[Saved entries]
- - - -

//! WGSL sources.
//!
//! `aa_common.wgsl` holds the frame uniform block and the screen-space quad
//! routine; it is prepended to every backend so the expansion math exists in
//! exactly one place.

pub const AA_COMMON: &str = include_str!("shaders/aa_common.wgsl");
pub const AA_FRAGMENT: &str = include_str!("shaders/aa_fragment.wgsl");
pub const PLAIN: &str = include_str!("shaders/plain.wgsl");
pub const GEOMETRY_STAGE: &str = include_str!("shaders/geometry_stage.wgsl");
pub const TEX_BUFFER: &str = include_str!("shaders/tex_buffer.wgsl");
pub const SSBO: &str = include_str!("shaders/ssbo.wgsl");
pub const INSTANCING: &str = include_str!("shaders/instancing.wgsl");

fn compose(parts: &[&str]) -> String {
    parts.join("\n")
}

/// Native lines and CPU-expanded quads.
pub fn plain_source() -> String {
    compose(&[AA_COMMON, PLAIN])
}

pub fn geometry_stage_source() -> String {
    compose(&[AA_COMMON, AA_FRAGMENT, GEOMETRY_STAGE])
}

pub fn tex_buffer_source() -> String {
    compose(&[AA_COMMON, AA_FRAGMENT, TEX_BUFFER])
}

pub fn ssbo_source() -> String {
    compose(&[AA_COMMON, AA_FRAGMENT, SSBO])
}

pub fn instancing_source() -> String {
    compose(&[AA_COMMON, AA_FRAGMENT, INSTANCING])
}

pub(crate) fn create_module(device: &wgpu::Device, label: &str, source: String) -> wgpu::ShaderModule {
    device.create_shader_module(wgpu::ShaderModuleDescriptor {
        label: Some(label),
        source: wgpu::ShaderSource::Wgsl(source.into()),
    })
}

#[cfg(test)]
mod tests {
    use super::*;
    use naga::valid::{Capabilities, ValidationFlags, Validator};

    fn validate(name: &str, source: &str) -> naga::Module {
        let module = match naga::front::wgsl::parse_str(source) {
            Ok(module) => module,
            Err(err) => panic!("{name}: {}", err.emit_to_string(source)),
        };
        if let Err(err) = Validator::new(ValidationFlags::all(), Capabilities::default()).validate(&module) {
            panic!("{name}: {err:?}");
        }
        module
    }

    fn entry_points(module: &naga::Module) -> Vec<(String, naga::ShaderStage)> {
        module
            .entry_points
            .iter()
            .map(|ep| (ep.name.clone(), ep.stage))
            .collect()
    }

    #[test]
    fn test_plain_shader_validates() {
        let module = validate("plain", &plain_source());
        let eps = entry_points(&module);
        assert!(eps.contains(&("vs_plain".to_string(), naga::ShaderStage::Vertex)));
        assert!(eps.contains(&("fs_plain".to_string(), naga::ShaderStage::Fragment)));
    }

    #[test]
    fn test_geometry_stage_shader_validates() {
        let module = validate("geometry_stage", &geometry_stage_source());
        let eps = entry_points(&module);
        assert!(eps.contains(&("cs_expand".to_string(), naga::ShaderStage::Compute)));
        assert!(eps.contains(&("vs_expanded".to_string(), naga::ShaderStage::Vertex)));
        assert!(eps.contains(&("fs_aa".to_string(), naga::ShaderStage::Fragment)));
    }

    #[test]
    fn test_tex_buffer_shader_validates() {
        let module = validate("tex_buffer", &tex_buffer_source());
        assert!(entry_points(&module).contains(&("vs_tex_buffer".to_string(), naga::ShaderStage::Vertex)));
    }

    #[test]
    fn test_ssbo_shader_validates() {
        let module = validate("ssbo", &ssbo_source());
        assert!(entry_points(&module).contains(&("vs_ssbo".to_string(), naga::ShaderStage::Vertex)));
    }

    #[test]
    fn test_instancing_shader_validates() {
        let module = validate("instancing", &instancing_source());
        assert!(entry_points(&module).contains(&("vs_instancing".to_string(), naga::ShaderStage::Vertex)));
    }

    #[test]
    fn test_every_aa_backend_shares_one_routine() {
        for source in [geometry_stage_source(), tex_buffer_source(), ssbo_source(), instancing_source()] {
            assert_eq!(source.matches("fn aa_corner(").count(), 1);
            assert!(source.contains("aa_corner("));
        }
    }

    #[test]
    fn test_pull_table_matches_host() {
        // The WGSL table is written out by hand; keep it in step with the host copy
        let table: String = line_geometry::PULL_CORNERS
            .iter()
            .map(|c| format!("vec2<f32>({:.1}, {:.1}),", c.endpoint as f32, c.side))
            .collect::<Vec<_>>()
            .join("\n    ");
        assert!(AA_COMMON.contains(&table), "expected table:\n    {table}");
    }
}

- - - -

> **Task requirements**
Work out how many lines in the preceding data include the word "compose". State only that number.

> **Completed exercise**
6